Posted on 12/09/2002 11:05:37 AM PST by swarthyguy

BURAIDA, Saudi Arabia — In the Saudi Arabia of Saleh al-Rashodi's Islamist dreams, there would be no music besides the muezzin's melancholy call to prayer, no photographs of people except those required for identification and no non-Muslims except those needed temporarily for specific jobs.

If that sounds like Afghanistan under the Taliban, Mr. Rashodi would not disagree. The Taliban, he said, came close to establishing an Islamic utopia in the modern world. "The Taliban were pure Muslims," he added, as he lounged on the ochre carpet of his office here in the Islamic equivalent of America's Bible Belt.

While Saudi Arabia has long been dominated by a conservative form of Islam, called Wahhabism in the West, Mr. Rashodi, 43, is part of an ultraconservative Islamic revival whose most extreme elements sympathize with, if not support, the holy war against the United States declared by Osama bin Laden. While many Americans have been disturbed by the conservative nature of Saudi Arabia's state-sponsored Islam, the kingdom is resisting an even more fundamentalist drift among its people.

The size of the ultraconservative movement is impossible to estimate, and it is difficult to say at what point it may overlap with terrorist organizations. But interviews with dozens of people in the kingdom suggest that a significant and growing number of people see the world in ways similar to the way Mr. Rashodi views it.

Many people warn that their militancy — and their numbers — could increase were the United States to attack Iraq, particularly if the royal family were to acquiesce to an American request to use Saudi bases.

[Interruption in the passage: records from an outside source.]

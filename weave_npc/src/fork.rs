//! Fork support for NPC-tracking rows (§4.1 priority 60/70): clone
//! descriptors plus the id-remapping clone functions themselves, kept here
//! rather than in `weave_query` per the orphan-rule note on
//! [`weave_query::CloneDescriptor`].

use weave_core::SceneId;
use weave_query::{CloneDescriptor, EntityKind, ForkContext};

use crate::mention::NpcMention;
use crate::tracking::NpcTracking;

/// Marker implementing [`CloneDescriptor`] for NPC mention rows.
pub struct NpcMentionDescriptor;

impl CloneDescriptor for NpcMentionDescriptor {
    fn entity_kind(&self) -> EntityKind {
        EntityKind::NpcMention
    }
}

/// Marker implementing [`CloneDescriptor`] for NPC tracking aggregates.
pub struct NpcTrackingDescriptor;

impl CloneDescriptor for NpcTrackingDescriptor {
    fn entity_kind(&self) -> EntityKind {
        EntityKind::NpcTracking
    }
}

/// Clones mentions whose scene survived the fork, remapping `scene_id` via
/// `ctx`; mentions pointing at a scene that didn't survive are dropped.
pub fn clone_npc_mentions(source: &[NpcMention], ctx: &ForkContext) -> Vec<NpcMention> {
    source
        .iter()
        .filter_map(|m| ctx.get_scene(m.scene_id).map(|new_scene| (m, new_scene)))
        .map(|(m, new_scene)| NpcMention { scene_id: new_scene, ..m.clone() })
        .collect()
}

/// Clones tracking aggregates whose `first_appearance_scene` survived the
/// fork (§4.1 filter predicate: `first_appearance_scene <= fork_seq`),
/// clamping `last_appearance_scene` to the fork point and resetting `id` so
/// storage assigns a fresh row rather than colliding with the source
/// branch's primary key.
pub fn clone_npc_trackings(source: &[NpcTracking], ctx: &ForkContext) -> Vec<NpcTracking> {
    source
        .iter()
        .filter(|t| t.first_appearance_scene <= ctx.fork_at_sequence.0)
        .map(|t| {
            let mut cloned = t.clone();
            cloned.id = None;
            cloned.last_appearance_scene = cloned.last_appearance_scene.min(ctx.fork_at_sequence.0);
            cloned
        })
        .collect()
}

#[cfg(test)]
mod tests {
    use super::*;
    use weave_core::{BranchId, SceneSequence, StoryId};

    #[test]
    fn drops_mentions_for_scenes_that_did_not_survive() {
        let mut ctx = ForkContext::new(StoryId::new(1), BranchId::new(1), BranchId::new(2), SceneSequence::new(3), 1000);
        let _ = ctx.map_scene(SceneId::new(1));
        let mentions = vec![
            NpcMention {
                scene_id: SceneId::new(1),
                character_name: "Mira".into(),
                sequence: SceneSequence::new(1),
                mention_count: 1,
                has_dialogue: false,
                has_actions: false,
                has_relationships: false,
                context_snippets: Vec::new(),
                extracted_role: None,
                extracted_description: None,
            },
            NpcMention {
                scene_id: SceneId::new(99), // never cloned
                character_name: "Gareth".into(),
                sequence: SceneSequence::new(5),
                mention_count: 1,
                has_dialogue: false,
                has_actions: false,
                has_relationships: false,
                context_snippets: Vec::new(),
                extracted_role: None,
                extracted_description: None,
            },
        ];
        let cloned = clone_npc_mentions(&mentions, &ctx);
        assert_eq!(cloned.len(), 1);
        assert_eq!(cloned[0].character_name, "Mira");
    }

    #[test]
    fn drops_trackings_whose_first_appearance_is_beyond_the_fork_point() {
        let ctx = ForkContext::new(StoryId::new(1), BranchId::new(1), BranchId::new(2), SceneSequence::new(3), 1000);
        let mut survives = NpcTracking::new("Mira".into());
        survives.record_mention(SceneSequence::new(2), 1, false, false);
        let mut dropped = NpcTracking::new("Gareth".into());
        dropped.record_mention(SceneSequence::new(4), 1, false, false);

        let cloned = clone_npc_trackings(&[survives, dropped], &ctx);
        assert_eq!(cloned.len(), 1);
        assert_eq!(cloned[0].name, "Mira");
    }

    #[test]
    fn clamps_last_appearance_scene_to_the_fork_point() {
        let ctx = ForkContext::new(StoryId::new(1), BranchId::new(1), BranchId::new(2), SceneSequence::new(3), 1000);
        let mut tracking = NpcTracking::new("Mira".into());
        tracking.record_mention(SceneSequence::new(1), 1, false, false);
        tracking.record_mention(SceneSequence::new(3), 1, false, false);
        // last_appearance_scene would exceed fork_at_sequence without clamping.
        tracking.last_appearance_scene = 5;

        let cloned = clone_npc_trackings(&[tracking], &ctx);
        assert_eq!(cloned.len(), 1);
        assert_eq!(cloned[0].last_appearance_scene, 3);
        assert!(cloned[0].id.is_none());
    }
}
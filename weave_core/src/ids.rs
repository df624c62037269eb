//! Newtype identifiers for every entity in the data model (§3).
//!
//! Arena/id-based references rather than owning object-graph cycles: the
//! Story/Branch/Scene/Variant/Flow graph is expressed as plain structs that
//! refer to each other by id, looked up through the store rather than via
//! back-pointers.

use serde::{Deserialize, Serialize};
use std::fmt;

macro_rules! id_type {
    ($name:ident, $doc:expr) => {
        #[doc = $doc]
        #[derive(Debug, Clone, Copy, PartialEq, Eq, Hash, PartialOrd, Ord, Serialize, Deserialize)]
        pub struct $name(pub u64);

        impl $name {
            /// Build an id from a raw value.
            pub fn new(raw: u64) -> Self {
                $name(raw)
            }

            /// The raw numeric value.
            pub fn raw(self) -> u64 {
                self.0
            }
        }

        impl fmt::Display for $name {
            fn fmt(&self, f: &mut fmt::Formatter<'_>) -> fmt::Result {
                write!(f, "{}:{}", stringify!($name), self.0)
            }
        }

        impl From<u64> for $name {
            fn from(raw: u64) -> Self {
                $name(raw)
            }
        }
    };
}

id_type!(StoryId, "Identifies a Story.");
id_type!(BranchId, "Identifies a Branch within a Story.");
id_type!(SceneId, "Identifies a Scene (sequence position holder, no text).");
id_type!(SceneVariantId, "Identifies a concrete textual SceneVariant.");
id_type!(ChapterId, "Identifies a Chapter grouping scenes.");
id_type!(CharacterId, "Identifies a library Character.");
id_type!(StoryCharacterId, "Identifies a Character's association with a Story+Branch.");
id_type!(NpcTrackingId, "Identifies an NPCTracking aggregate row.");
id_type!(WorldId, "Identifies a World that groups sibling stories for cross-story augmentation.");

/// Monotonically increasing position of a scene within a (story, branch).
/// Dense starting at 1; soft-deletion preserves sequence stability (§3).
#[derive(Debug, Clone, Copy, PartialEq, Eq, PartialOrd, Ord, Hash, Serialize, Deserialize)]
pub struct SceneSequence(pub u32);

impl SceneSequence {
    pub fn new(n: u32) -> Self {
        SceneSequence(n)
    }

    pub fn next(self) -> Self {
        SceneSequence(self.0 + 1)
    }
}

impl fmt::Display for SceneSequence {
    fn fmt(&self, f: &mut fmt::Formatter<'_>) -> fmt::Result {
        write!(f, "{}", self.0)
    }
}

#[cfg(test)]
mod tests {
    use super::*;

    #[test]
    fn id_display_includes_type_name() {
        let id = StoryId::new(7);
        assert_eq!(format!("{id}"), "StoryId:7");
    }

    #[test]
    fn scene_sequence_next_increments() {
        let seq = SceneSequence::new(3);
        assert_eq!(seq.next(), SceneSequence::new(4));
    }
}
//! Top-level ingestion entry point: candidates -> validated -> verified ->
//! tracker mutation -> recompute (§4.2).
//!
//! §7 propagation policy: ingestion never propagates per-candidate failures.
//! It returns a summary and logs the rest at `warn`.

use std::collections::HashMap;

use tracing::warn;
use weave_core::{NpcTrackingConfig, SceneId, SceneSequence};

use crate::mention::{verify_candidate_in_scene, NpcMention};
use crate::tracking::{canonical_form, names_match, NpcTracking};
use crate::validation::{validate_candidate, EntityType};

/// One LLM-extracted candidate NPC for a scene, before verification.
#[derive(Debug, Clone)]
pub struct NpcCandidate {
    pub name: String,
    pub entity_type: EntityType,
    pub has_relationships: bool,
}

/// Summary of one ingestion call (§7: "NPC tracker ingestion methods return
/// a result summary and log failures rather than propagating").
#[derive(Debug, Clone, Default)]
pub struct IngestionSummary {
    pub accepted: u32,
    pub rejected_validation: u32,
    pub rejected_verification: u32,
    pub crossed_threshold_names: Vec<String>,
}

/// Ingests one batch of LLM-extracted candidates against one scene's text,
/// folding verified mentions into `trackers` (keyed by canonical name) and
/// recomputing scores. `roster_names` gates roster-overlap rejection.
pub fn ingest_scene_candidates(
    trackers: &mut HashMap<String, NpcTracking>,
    candidates: &[NpcCandidate],
    scene_id: SceneId,
    sequence: SceneSequence,
    scene_text: &str,
    roster_names: &[&str],
    total_scenes: u32,
    cfg: &NpcTrackingConfig,
) -> (IngestionSummary, Vec<NpcMention>) {
    let mut summary = IngestionSummary::default();
    let mut mentions = Vec::new();

    for candidate in candidates {
        if !validate_candidate(&candidate.name, candidate.entity_type, roster_names) {
            summary.rejected_validation += 1;
            continue;
        }

        let verified = match verify_candidate_in_scene(&candidate.name, scene_text, scene_id, sequence) {
            Some(v) => v,
            None => {
                summary.rejected_verification += 1;
                warn!(candidate = %candidate.name, scene = %sequence, "candidate failed text verification");
                continue;
            }
        };

        let mention = NpcMention::from_verified(candidate.name.clone(), &verified, candidate.has_relationships);

        let existing_key = trackers.keys().find(|k| names_match(k, &candidate.name)).cloned();
        let key = match existing_key {
            Some(existing) => {
                let canonical = canonical_form(&existing, &candidate.name).to_string();
                if canonical != existing {
                    if let Some(mut tracking) = trackers.remove(&existing) {
                        tracking.name = canonical.clone();
                        trackers.insert(canonical.clone(), tracking);
                    }
                }
                canonical
            }
            None => candidate.name.clone(),
        };

        let tracking = trackers.entry(key).or_insert_with(|| NpcTracking::new(candidate.name.clone()));
        tracking.entity_type = candidate.entity_type;
        tracking.record_mention(verified.sequence, verified.mention_count, verified.has_dialogue, verified.has_actions);

        let just_crossed = tracking.recompute_scores(total_scenes, sequence.0, cfg);
        if just_crossed {
            summary.crossed_threshold_names.push(tracking.name.clone());
        }

        summary.accepted += 1;
        mentions.push(mention);
    }

    (summary, mentions)
}

#[cfg(test)]
mod tests {
    use super::*;

    #[test]
    fn ingests_accepted_candidate_and_rejects_roster_overlap() {
        let mut trackers = HashMap::new();
        let candidates = vec![
            NpcCandidate {
                name: "Mira".into(),
                entity_type: EntityType::Character,
                has_relationships: false,
            },
            NpcCandidate {
                name: "Hero".into(), // matches roster
                entity_type: EntityType::Character,
                has_relationships: false,
            },
        ];
        let cfg = NpcTrackingConfig::default();
        let (summary, mentions) = ingest_scene_candidates(
            &mut trackers,
            &candidates,
            SceneId::new(1),
            SceneSequence::new(1),
            "Mira walked in and said \"hello\" to Hero.",
            &["Hero"],
            10,
            &cfg,
        );
        assert_eq!(summary.accepted, 1);
        assert_eq!(summary.rejected_validation, 1);
        assert_eq!(mentions.len(), 1);
        assert!(trackers.contains_key("Mira"));
    }

    #[test]
    fn deduplicates_surname_against_full_name_across_scenes() {
        let mut trackers = HashMap::new();
        let cfg = NpcTrackingConfig {
            importance_threshold: 1000.0, // never cross, keep test focused on dedup
            ..NpcTrackingConfig::default()
        };
        ingest_scene_candidates(
            &mut trackers,
            &[NpcCandidate { name: "Reynolds".into(), entity_type: EntityType::Character, has_relationships: false }],
            SceneId::new(1),
            SceneSequence::new(1),
            "Reynolds raised his hand and walked away.",
            &[],
            10,
            &cfg,
        );
        ingest_scene_candidates(
            &mut trackers,
            &[NpcCandidate { name: "Sheriff Reynolds".into(), entity_type: EntityType::Character, has_relationships: false }],
            SceneId::new(2),
            SceneSequence::new(2),
            "Sheriff Reynolds nodded at the deputy.",
            &[],
            10,
            &cfg,
        );
        assert_eq!(trackers.len(), 1);
        let (_, tracking) = trackers.iter().next().unwrap();
        assert_eq!(tracking.scene_count, 2);
    }
}
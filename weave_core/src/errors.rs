//! Error types for the narrative context engine's pure-logic crates (§7).
//!
//! Hand-rolled `Display`/`Error`, mirroring the teacher's `SynError` shape but
//! widened to the error taxonomy kinds a pure-logic crate can raise:
//! validation, consistency conflicts, and internal invariant violations.
//! External-dependency failures and parse-repair live in `weave_api`/`weave_content`
//! where `thiserror` is used instead (see DESIGN.md for the split).

use std::fmt;

/// Error kinds raised by the branch store, NPC tracker, and context assembler.
#[derive(Debug)]
pub enum CoreError {
    /// Bad input reaching a public method: missing branch, empty text, out-of-range id.
    InvalidInput(String),
    /// A foreign-key or uniqueness conflict surfaced mid-operation (§7 kind 2).
    Conflict(String),
    /// Referenced entity does not exist.
    NotFound(String),
    /// An internal invariant was violated (§7 kind 5) — always logged at error level
    /// by the caller before this is turned into a sentinel empty result.
    InvariantViolation(String),
}

impl fmt::Display for CoreError {
    fn fmt(&self, f: &mut fmt::Formatter<'_>) -> fmt::Result {
        match self {
            CoreError::InvalidInput(msg) => write!(f, "invalid input: {msg}"),
            CoreError::Conflict(msg) => write!(f, "consistency conflict: {msg}"),
            CoreError::NotFound(msg) => write!(f, "not found: {msg}"),
            CoreError::InvariantViolation(msg) => write!(f, "invariant violation: {msg}"),
        }
    }
}

impl std::error::Error for CoreError {}

/// Result alias using [`CoreError`].
pub type CoreResult<T> = std::result::Result<T, CoreError>;

#[cfg(test)]
mod tests {
    use super::*;

    #[test]
    fn display_prefixes_kind() {
        let err = CoreError::NotFound("scene 9".into());
        assert_eq!(err.to_string(), "not found: scene 9");
    }
}
//! weave_recall: semantic recall and the ReAct recall agent (§4.4).
//!
//! Two retrieval paths share one quality bar: the deterministic multi-query
//! pipeline (dense + sparse + RRF fusion + optional rerank + quality gate +
//! neighbor expansion) in [`search`], and the alternative ReAct tool-calling
//! agent in [`agent`] for `recall`-intent queries. Both are entirely
//! best-effort (§4.4, §7 kind 3): any failure degrades to no
//! "Relevant past turns" message rather than surfacing an error.

pub mod agent;
pub mod search;

pub use search::{
    passes_quality_gate, reciprocal_rank_fusion, synthesize_keywords, DenseHit, DenseSearch,
    FusedCandidate, IntentType, NoopReranker, QueryDecomposition, Reranker, SparseEventHit,
    SparseEventIndex, TemporalHint,
};

pub use agent::{
    parse_react_output, try_parse_json, AgentLlm, AgentResult, AgentRunner, FinalAnswer,
    GetNearbyScenesTool, ListChapterScenesTool, ReactStep, ReadScenesTool, ReadSceneTool,
    RecallTool, SceneSource, SearchEventsTool, SearchScenesTool, ToolCall,
};
//! Capability-set interfaces for the three external services this engine
//! calls out to (§6): extraction LLM, main LLM, embedding service. Each is a
//! trait rather than a concrete client, so a provider can be swapped — or
//! replaced with a scripted stand-in in tests — without touching any caller.
//!
//! All three are `async_trait`-annotated and `Send + Sync` (§5): suspension
//! points at these boundaries are exactly where the engine's cooperative
//! scheduling model expects to yield.

use async_trait::async_trait;
use futures_core::Stream;
use std::pin::Pin;

use crate::error::{EmbeddingError, ExtractionLlmError, MainLlmError};

/// A single chat-style message exchanged with the main or extraction LLM.
#[derive(Debug, Clone, PartialEq)]
pub struct ChatMessage {
    pub role: ChatRole,
    pub content: String,
}

#[derive(Debug, Clone, Copy, PartialEq, Eq)]
pub enum ChatRole {
    System,
    User,
    Assistant,
}

impl ChatMessage {
    pub fn system(content: impl Into<String>) -> Self {
        ChatMessage { role: ChatRole::System, content: content.into() }
    }

    pub fn user(content: impl Into<String>) -> Self {
        ChatMessage { role: ChatRole::User, content: content.into() }
    }

    pub fn assistant(content: impl Into<String>) -> Self {
        ChatMessage { role: ChatRole::Assistant, content: content.into() }
    }
}

/// The extraction-LLM boundary (§6): structured-output calls used by NPC
/// batch extraction, character-moment extraction, and profile generation.
/// Every caller parses the response through `weave_content::repair`, so this
/// trait only needs to return the raw text.
#[async_trait]
pub trait ExtractionLlm: Send + Sync {
    async fn generate_with_messages(&self, messages: &[ChatMessage]) -> Result<String, ExtractionLlmError>;
}

/// One chunk of a streamed main-LLM generation (§6, Design Notes item 4).
/// The original sentinel-prefix discipline (`__THINKING__:`, text for reasoning,
/// `__AUTO_TURN_START__:N` for an auto-advanced turn boundary) is realized
/// here as explicit enum variants: receivers match on the variant instead of
/// parsing a string prefix.
#[derive(Debug, Clone, PartialEq)]
pub enum GenerationChunk {
    /// Reasoning/thinking content, not part of the final narrative text.
    Thinking(String),
    /// A new turn was started automatically (e.g. round-robin auto-advance);
    /// carries the 1-based turn index that just began.
    AutoTurnStart(u32),
    /// Narrative text to append to the in-progress generation.
    Text(String),
}

pub type GenerationStream = Pin<Box<dyn Stream<Item = Result<GenerationChunk, MainLlmError>> + Send>>;

/// The main-LLM boundary (§6): scene generation for the active story.
#[async_trait]
pub trait MainLlm: Send + Sync {
    /// Single-prompt convenience call; equivalent to `generate_with_messages`
    /// with a single user message.
    async fn generate(&self, prompt: &str) -> Result<String, MainLlmError> {
        let response = self.generate_with_messages(&[ChatMessage::user(prompt)]).await?;
        Ok(response)
    }

    async fn generate_with_messages(&self, messages: &[ChatMessage]) -> Result<String, MainLlmError>;

    /// Pull-based streaming generation; the caller drives consumption by
    /// polling the returned stream rather than registering a callback.
    async fn generate_stream(&self, messages: &[ChatMessage]) -> Result<GenerationStream, MainLlmError>;
}

/// One embedding-space search hit.
#[derive(Debug, Clone, PartialEq)]
pub struct EmbeddingHit {
    pub id: u64,
    pub score: f32,
}

/// The embedding-service boundary (§6): powers `weave_recall`'s dense search
/// stage and the embedding writes that happen when a scene is saved.
#[async_trait]
pub trait EmbeddingService: Send + Sync {
    async fn embed(&self, texts: &[String]) -> Result<Vec<Vec<f32>>, EmbeddingError>;

    async fn search(&self, query_embedding: &[f32], top_k: u32) -> Result<Vec<EmbeddingHit>, EmbeddingError>;
}
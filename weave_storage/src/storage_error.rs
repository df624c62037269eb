//! Unified error type for storage operations (§7 I/O-boundary idiom).

use thiserror::Error;

/// Unified error type for hybrid storage layers.
#[derive(Error, Debug)]
pub enum StorageError {
    /// Error from the redb hot storage layer.
    #[error("redb error: {0}")]
    Redb(#[from] redb::Error),
    /// Error opening or creating the redb database file.
    #[error("redb database error: {0}")]
    RedbDatabase(#[from] redb::DatabaseError),
    /// Error raised by a redb transaction commit.
    #[error("redb transaction error: {0}")]
    RedbTransaction(#[from] redb::TransactionError),
    /// Error raised opening or using a redb table.
    #[error("redb table error: {0}")]
    RedbTable(#[from] redb::TableError),
    /// Error raised by a redb storage-level operation.
    #[error("redb storage error: {0}")]
    RedbStorage(#[from] redb::StorageError),
    /// Error raised by a redb commit.
    #[error("redb commit error: {0}")]
    RedbCommit(#[from] redb::CommitError),
    /// Error from the DuckDB cold storage layer.
    #[error("duckdb error: {0}")]
    DuckDb(#[from] duckdb::Error),
    /// Error during bincode serialization/deserialization of a hot-store row.
    #[error("serialization error: {0}")]
    Serialization(#[from] bincode::Error),
    /// Error during rkyv (de)serialization of an archival snapshot blob.
    #[error("snapshot serialization error: {0}")]
    Snapshot(String),
    /// A fork or lookup referenced a branch/story/entity that isn't in this store.
    #[error("not found: {0}")]
    NotFound(String),
    /// The requested fork failed a §4.1 invariant; the caller's descriptor
    /// list or sequence was invalid.
    #[error("fork error: {0}")]
    Fork(String),
}
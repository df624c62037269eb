//! weave_context: the multi-message prompt assembly pipeline (§4.3).
//!
//! Produces the `{role, content}` message list the main LLM receives for one
//! generation turn, holding to the stable-to-dynamic ordering discipline that
//! lets provider-side prefix caches hit on consecutive turns. Each builder
//! stage method fills in exactly one ordered slot, so the message list is
//! always appended to, never reordered or mutated in place.

pub mod budget;
pub mod npc_block;
pub mod pipeline;
pub mod summary;
pub mod task_message;
pub mod turn_mode;

pub use budget::{allocate_dynamic_budget, CharDiv4Counter, DynamicBudget, ShrinkStep, TiktokenCounter, TokenCounter, SHRINK_CASCADE};
pub use npc_block::format_npc_tier_block;
pub use pipeline::{AssembledPrompt, Message, MessageAssemblyBuilder, PipelineError, Role};
pub use summary::{needs_chapter_resummary, should_include_conversation_summary};
pub use task_message::{build_task_message, InputMode};
pub use turn_mode::{resolve_manual, resolve_natural, resolve_round_robin, ScriptedRoll, TalkRoll, Xorshift64Roll};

Fifteen of the 19 Sept. 11 hijackers were Saudi citizens, and Saad al-Faqih, a Saudi dissident and Islamic activist living in London, said the country's Islamic militants with varying degrees of allegiance to Al Qaeda now numbered in the thousands.

"We're not talking about a limited number of people," Mr. Faqih says. "It's a trend."

Saudi Arabia's interior minister said last month that the authorities had questioned 700 people involved in "holy war activities" and still had 100 under custody. Anecdotal evidence, meanwhile, suggests that militancy is on the rise: events in the last three weeks have included a shootout between Islamic activists and security forces, as well as the burning of a McDonald's restaurant, both near Riyadh.

The rise of the ultraconservatives began in 1990, when King Fahd decided to permit the United States to station troops in the country and to use Saudi military bases as a staging ground for the Persian Gulf war. That split the country's ulema, or community of religious scholars, with many imams openly rejecting the king's decision.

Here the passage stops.